> [ACTIVITY]
Check every line of the data below for the string "ReplaceWithAir", and copy the ones that hold it.

> [DATA SHOWN]
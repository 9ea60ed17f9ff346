// Copyright 2023 drey7925
//
// Licensed under the Apache License, Version 2.0 (the "License");
// you may not use this file except in compliance with the License.
// You may obtain a copy of the License at
//
//     http://www.apache.org/licenses/LICENSE-2.0
//
// Unless required by applicable law or agreed to in writing, software
// distributed under the License is distributed on an "AS IS" BASIS,
// WITHOUT WARRANTIES OR CONDITIONS OF ANY KIND, either express or implied.
// See the License for the specific language governing permissions and
// limitations under the License.
//
// SPDX-License-Identifier: Apache-2.0

mod map_tests;
// Copyright 2023 drey7925
//
// Licensed under the Apache License, Version 2.0 (the "License");
// you may not use this file except in compliance with the License.
// You may obtain a copy of the License at
//
//     http://www.apache.org/licenses/LICENSE-2.0
//
// Unless required by applicable law or agreed to in writing, software
// distributed under the License is distributed on an "AS IS" BASIS,
// WITHOUT WARRANTIES OR CONDITIONS OF ANY KIND, either express or implied.
// See the License for the specific language governing permissions and
// limitations under the License.
//
// SPDX-License-Identifier: Apache-2.0

//! The binary map file format.
//!
//! Layout (all integers little-endian):
//! magic u32, format version u16, dimensions 3 x u16, spawn (3 x i16 +
//! heading u8 + pitch u8), metadata section (u16 count, then per entry a
//! u32-length-prefixed key and value), and finally the raw block bytes,
//! gzip-compressed, running to end of file. Zone definitions ride in the
//! metadata section under synthetic `@zone<N>` keys.
//!
//! Decoding goes through [FORMAT_DECODERS], a version-range table, so a new
//! format revision is a new table entry rather than conditionals in the read
//! path. Version 1 files differ only in their zone records (rank stored as a
//! raw ladder index, override lists optional).

use std::fs::File;
use std::io::{BufReader, BufWriter, Read, Write};
use std::ops::RangeInclusive;
use std::path::Path;

use anyhow::{bail, ensure, Context, Result};
use flate2::read::GzDecoder;
use flate2::write::GzEncoder;
use flate2::Compression;
use galena_core::block_id::{BlockId, MAX_KNOWN_BLOCK_ID};
use galena_core::coordinates::{BlockCoordinate, MapDimensions, SpawnPoint};
use log::warn;
use rustc_hash::FxHashMap;
use tempfile::NamedTempFile;

use super::map::Map;
use super::ranks::RankResolver;
use super::zone::{Zone, ZoneRankEncoding};

pub const MAP_MAGIC: u32 = u32::from_le_bytes(*b"glnm");
pub const FORMAT_VERSION: u16 = 2;

/// Longest accepted metadata key or value. Anything bigger is a corrupt
/// length prefix, not a plausible entry.
const MAX_METADATA_STRING: u32 = 1 << 20;

const ZONE_KEY_PREFIX: &str = "@zone";

/// What to do with block bytes outside the known id range.
#[derive(Copy, Clone, Debug, PartialEq, Eq)]
pub enum UnknownBlockPolicy {
    /// Reject the whole file.
    Reject,
    /// Coerce unknown bytes to air and keep loading.
    ReplaceWithAir,
}

type FormatDecoder =
    fn(&mut dyn Read, UnknownBlockPolicy, &dyn RankResolver) -> Result<Map>;

/// Version-range decode table. Ranges must not overlap; first match wins.
const FORMAT_DECODERS: &[(RangeInclusive<u16>, FormatDecoder)] =
    &[(1..=1, decode_v1), (2..=2, decode_v2)];

fn decode_v1(
    r: &mut dyn Read,
    policy: UnknownBlockPolicy,
    ranks: &dyn RankResolver,
) -> Result<Map> {
    decode_body(r, policy, ranks, ZoneRankEncoding::LegacyIndex)
}

fn decode_v2(
    r: &mut dyn Read,
    policy: UnknownBlockPolicy,
    ranks: &dyn RankResolver,
) -> Result<Map> {
    decode_body(r, policy, ranks, ZoneRankEncoding::Named)
}

/// Loads a map file. Structural damage (bad magic, unsupported version,
/// invalid dimensions, truncation) fails the whole load; a corrupt zone
/// entry is skipped with a warning; an out-of-grid spawn self-heals.
pub fn load_map(
    path: &Path,
    policy: UnknownBlockPolicy,
    ranks: &dyn RankResolver,
) -> Result<Map> {
    let file =
        File::open(path).with_context(|| format!("Opening map file {}", path.display()))?;
    let mut reader = BufReader::new(file);
    decode_map(&mut reader, policy, ranks)
        .with_context(|| format!("Loading map file {}", path.display()))
}

pub(crate) fn decode_map(
    r: &mut dyn Read,
    policy: UnknownBlockPolicy,
    ranks: &dyn RankResolver,
) -> Result<Map> {
    let magic = read_u32(r)?;
    ensure!(
        magic == MAP_MAGIC,
        "Bad magic 0x{magic:08x}; not a map file"
    );
    let version = read_u16(r)?;
    let decoder = FORMAT_DECODERS
        .iter()
        .find(|(range, _)| range.contains(&version))
        .map(|(_, decoder)| decoder);
    match decoder {
        Some(decoder) => decoder(r, policy, ranks),
        None => bail!("Unsupported map format version {version}"),
    }
}

fn decode_body(
    r: &mut dyn Read,
    policy: UnknownBlockPolicy,
    ranks: &dyn RankResolver,
    zone_encoding: ZoneRankEncoding,
) -> Result<Map> {
    let width_x = read_u16(r)?;
    let width_y = read_u16(r)?;
    let height = read_u16(r)?;
    let dimensions = MapDimensions::try_new(width_x, width_y, height)
        .context("Invalid map dimensions")?;

    let spawn = SpawnPoint {
        position: BlockCoordinate::new(
            read_i16(r)? as i32,
            read_i16(r)? as i32,
            read_i16(r)? as i32,
        ),
        heading: read_u8(r)?,
        pitch: read_u8(r)?,
    };

    let mut zones = Vec::new();
    let mut metadata = FxHashMap::default();
    let entry_count = read_u16(r)?;
    for _ in 0..entry_count {
        let key = read_string(r).context("Reading metadata key")?;
        let value = read_string(r).context("Reading metadata value")?;
        if key.starts_with(ZONE_KEY_PREFIX) {
            // Zone corruption is recoverable at entry granularity: skip the
            // one record, keep the map.
            match Zone::deserialize(&value, zone_encoding, ranks) {
                Ok(zone) => zones.push(zone),
                Err(e) => warn!("Skipping corrupt zone entry {key}: {e:#}"),
            }
        } else {
            metadata.insert(key, value);
        }
    }

    let mut blocks = vec![0u8; dimensions.volume()].into_boxed_slice();
    let mut gz = GzDecoder::new(r);
    gz.read_exact(&mut blocks)
        .context("Reading compressed block array")?;

    let mut unknown = 0u64;
    for byte in blocks.iter_mut() {
        if *byte > MAX_KNOWN_BLOCK_ID {
            match policy {
                UnknownBlockPolicy::Reject => {
                    bail!("Unknown block id 0x{:02x} in block array", *byte)
                }
                UnknownBlockPolicy::ReplaceWithAir => {
                    *byte = BlockId::AIR.0;
                    unknown += 1;
                }
            }
        }
    }
    if unknown > 0 {
        warn!("Replaced {unknown} unknown block bytes with air");
    }

    Ok(Map::from_parts(dimensions, blocks, spawn, zones, metadata))
}

/// Saves a map atomically: the full file is written to a temporary sibling
/// and renamed over the target only on success, so a failed save leaves the
/// previous file intact.
pub fn save_map(map: &Map, ranks: &dyn RankResolver, path: &Path) -> Result<()> {
    let dir = path.parent().filter(|p| !p.as_os_str().is_empty());
    let mut temp = match dir {
        Some(dir) => NamedTempFile::new_in(dir),
        None => NamedTempFile::new(),
    }
    .context("Creating temporary map file")?;
    {
        let mut writer = BufWriter::new(temp.as_file_mut());
        encode_map(map, ranks, &mut writer)?;
        writer.flush()?;
    }
    temp.persist(path)
        .map_err(|e| e.error)
        .with_context(|| format!("Replacing map file {}", path.display()))?;
    Ok(())
}

pub(crate) fn encode_map(map: &Map, ranks: &dyn RankResolver, w: &mut dyn Write) -> Result<()> {
    w.write_all(&MAP_MAGIC.to_le_bytes())?;
    w.write_all(&FORMAT_VERSION.to_le_bytes())?;

    let dims = map.dimensions();
    w.write_all(&dims.width_x().to_le_bytes())?;
    w.write_all(&dims.width_y().to_le_bytes())?;
    w.write_all(&dims.height().to_le_bytes())?;

    let spawn = map.spawn();
    // set_spawn and from_parts keep the spawn in-grid, and the grid fits i16.
    w.write_all(&(spawn.position.x as i16).to_le_bytes())?;
    w.write_all(&(spawn.position.y as i16).to_le_bytes())?;
    w.write_all(&(spawn.position.z as i16).to_le_bytes())?;
    w.write_all(&[spawn.heading, spawn.pitch])?;

    let metadata = map.metadata_entries();
    let zones = map.zones();
    let entry_count = metadata.len() + zones.len();
    ensure!(
        u16::try_from(entry_count).is_ok(),
        "Too many metadata entries ({entry_count}) for the format"
    );
    w.write_all(&(entry_count as u16).to_le_bytes())?;
    for (key, value) in &metadata {
        write_string(w, key)?;
        write_string(w, value)?;
    }
    for (i, zone) in zones.iter().enumerate() {
        write_string(w, &format!("{ZONE_KEY_PREFIX}{i}"))?;
        write_string(w, &zone.serialize(ranks))?;
    }

    let mut gz = GzEncoder::new(w, Compression::default());
    gz.write_all(&map.blocks_snapshot())?;
    gz.finish()?;
    Ok(())
}

fn read_u8(r: &mut dyn Read) -> Result<u8> {
    let mut buf = [0u8; 1];
    r.read_exact(&mut buf)?;
    Ok(buf[0])
}
fn read_u16(r: &mut dyn Read) -> Result<u16> {
    let mut buf = [0u8; 2];
    r.read_exact(&mut buf)?;
    Ok(u16::from_le_bytes(buf))
}
fn read_i16(r: &mut dyn Read) -> Result<i16> {
    let mut buf = [0u8; 2];
    r.read_exact(&mut buf)?;
    Ok(i16::from_le_bytes(buf))
}
fn read_u32(r: &mut dyn Read) -> Result<u32> {
    let mut buf = [0u8; 4];
    r.read_exact(&mut buf)?;
    Ok(u32::from_le_bytes(buf))
}
fn read_string(r: &mut dyn Read) -> Result<String> {
    let len = read_u32(r)?;
    ensure!(
        len <= MAX_METADATA_STRING,
        "Implausible string length {len}"
    );
    let mut buf = vec![0u8; len as usize];
    r.read_exact(&mut buf)?;
    String::from_utf8(buf).context("Metadata string is not valid UTF-8")
}
fn write_string(w: &mut dyn Write, s: &str) -> Result<()> {
    ensure!(
        s.len() as u64 <= MAX_METADATA_STRING as u64,
        "String too long for the format"
    );
    w.write_all(&(s.len() as u32).to_le_bytes())?;
    w.write_all(s.as_bytes())?;
    Ok(())
}
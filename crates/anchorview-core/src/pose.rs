//! Pose type and the project-wide rotation convention
//!
//! Orientation is always stored as a quaternion. Euler angles only appear at
//! the edges (configuration input and status display) and always use
//! [`ROTATION_ORDER`].

use bevy_math::{EulerRot, Quat, Vec3};
use serde::{Deserialize, Serialize};

/// Euler order used everywhere angles are read or shown: intrinsic yaw (Y),
/// then pitch (X), then roll (Z).
pub const ROTATION_ORDER: EulerRot = EulerRot::YXZ;

/// Position, orientation and scale of an object relative to its parent frame
#[derive(Debug, Clone, Copy, PartialEq)]
pub struct Pose {
    pub translation: Vec3,
    pub rotation: Quat,
    pub scale: Vec3,
}

impl Default for Pose {
    fn default() -> Self {
        Self::IDENTITY
    }
}

impl Pose {
    pub const IDENTITY: Pose = Pose {
        translation: Vec3::ZERO,
        rotation: Quat::IDENTITY,
        scale: Vec3::ONE,
    };

    pub fn from_translation(translation: Vec3) -> Self {
        Self {
            translation,
            ..Self::IDENTITY
        }
    }

    pub fn with_rotation(mut self, rotation: Quat) -> Self {
        self.rotation = rotation;
        self
    }

    pub fn with_uniform_scale(mut self, scale: f32) -> Self {
        self.scale = Vec3::splat(scale);
        self
    }

    /// Build a pose from yaw/pitch/roll given in degrees
    pub fn from_euler_degrees(translation: Vec3, yaw: f32, pitch: f32, roll: f32) -> Self {
        Self::from_translation(translation).with_rotation(Quat::from_euler(
            ROTATION_ORDER,
            yaw.to_radians(),
            pitch.to_radians(),
            roll.to_radians(),
        ))
    }

    /// (yaw, pitch, roll) in radians
    pub fn euler_angles(&self) -> (f32, f32, f32) {
        self.rotation.to_euler(ROTATION_ORDER)
    }

    /// Compose `self` (parent) with `child`, giving the child's pose in the
    /// parent's parent frame.
    pub fn mul_pose(&self, child: &Pose) -> Pose {
        Pose {
            translation: self.translation + self.rotation * (self.scale * child.translation),
            rotation: (self.rotation * child.rotation).normalize(),
            scale: self.scale * child.scale,
        }
    }

    /// Translation distance plus rotation angle (radians) to `other`
    pub fn distance_to(&self, other: &Pose) -> f32 {
        self.translation.distance(other.translation) + self.rotation.angle_between(other.rotation)
    }

    pub fn is_finite(&self) -> bool {
        self.translation.is_finite() && self.rotation.is_finite() && self.scale.is_finite()
    }

    /// Uniform scale as shown to the user (x component; axes are kept equal)
    pub fn uniform_scale(&self) -> f32 {
        self.scale.x
    }
}

/// One of the three axes of an anchor frame
#[derive(Debug, Clone, Copy, PartialEq, Eq, Hash, Serialize, Deserialize)]
#[serde(rename_all = "lowercase")]
pub enum Axis {
    X,
    Y,
    Z,
}

impl Axis {
    pub fn unit(self) -> Vec3 {
        match self {
            Axis::X => Vec3::X,
            Axis::Y => Vec3::Y,
            Axis::Z => Vec3::Z,
        }
    }

    /// Component of `v` along this axis
    pub fn component(self, v: Vec3) -> f32 {
        match self {
            Axis::X => v.x,
            Axis::Y => v.y,
            Axis::Z => v.z,
        }
    }

    pub fn label(self) -> &'static str {
        match self {
            Axis::X => "X",
            Axis::Y => "Y",
            Axis::Z => "Z",
        }
    }
}

impl std::fmt::Display for Axis {
    fn fmt(&self, f: &mut std::fmt::Formatter<'_>) -> std::fmt::Result {
        f.write_str(self.label())
    }
}

/// Serializable form of a pose, used by config files and recorded traces.
/// Rotation is a quaternion `[x, y, z, w]`.
#[derive(Debug, Clone, Copy, PartialEq, Serialize, Deserialize)]
pub struct PoseRecord {
    pub position: [f32; 3],
    #[serde(default = "identity_quat")]
    pub rotation: [f32; 4],
    #[serde(default = "unit_scale")]
    pub scale: [f32; 3],
}

fn identity_quat() -> [f32; 4] {
    [0.0, 0.0, 0.0, 1.0]
}

fn unit_scale() -> [f32; 3] {
    [1.0, 1.0, 1.0]
}

impl From<PoseRecord> for Pose {
    fn from(r: PoseRecord) -> Self {
        let rotation = Quat::from_array(r.rotation);
        Pose {
            translation: Vec3::from_array(r.position),
            // Recorded quaternions are not guaranteed to be unit length
            rotation: if rotation.length_squared() > 0.0 {
                rotation.normalize()
            } else {
                rotation
            },
            scale: Vec3::from_array(r.scale),
        }
    }
}

impl From<Pose> for PoseRecord {
    fn from(p: Pose) -> Self {
        PoseRecord {
            position: p.translation.to_array(),
            rotation: p.rotation.to_array(),
            scale: p.scale.to_array(),
        }
    }
}

#[cfg(test)]
mod tests {
    use super::*;
    use std::f32::consts::FRAC_PI_2;

    #[test]
    fn test_euler_degrees_round_trip_uses_project_order() {
        let pose = Pose::from_euler_degrees(Vec3::ZERO, 30.0, -20.0, 10.0);
        let (yaw, pitch, roll) = pose.euler_angles();
        assert!((yaw.to_degrees() - 30.0).abs() < 1e-3);
        assert!((pitch.to_degrees() + 20.0).abs() < 1e-3);
        assert!((roll.to_degrees() - 10.0).abs() < 1e-3);
    }

    #[test]
    fn test_mul_pose_applies_parent_rotation_to_child_offset() {
        let parent = Pose::from_translation(Vec3::new(1.0, 0.0, 0.0))
            .with_rotation(Quat::from_rotation_y(FRAC_PI_2));
        let child = Pose::from_translation(Vec3::new(0.0, 0.0, 1.0));
        let world = parent.mul_pose(&child);
        assert!(world.translation.distance(Vec3::new(2.0, 0.0, 0.0)) < 1e-5);
    }

    #[test]
    fn test_record_keeps_zero_quaternion_unnormalized() {
        let record = PoseRecord {
            position: [0.0, 0.0, 0.0],
            rotation: [0.0, 0.0, 0.0, 0.0],
            scale: [1.0, 1.0, 1.0],
        };
        let pose = Pose::from(record);
        assert_eq!(pose.rotation, Quat::from_xyzw(0.0, 0.0, 0.0, 0.0));
    }

    #[test]
    fn test_record_defaults_fill_rotation_and_scale() {
        let record: PoseRecord = serde_json::from_str(r#"{"position":[0.1,0.2,0.3]}"#).unwrap();
        let pose = Pose::from(record);
        assert_eq!(pose.rotation, Quat::IDENTITY);
        assert_eq!(pose.scale, Vec3::ONE);
    }
}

> [RESULT FOR THIS TASK]
    ReplaceWithAir,
                UnknownBlockPolicy::ReplaceWithAir => {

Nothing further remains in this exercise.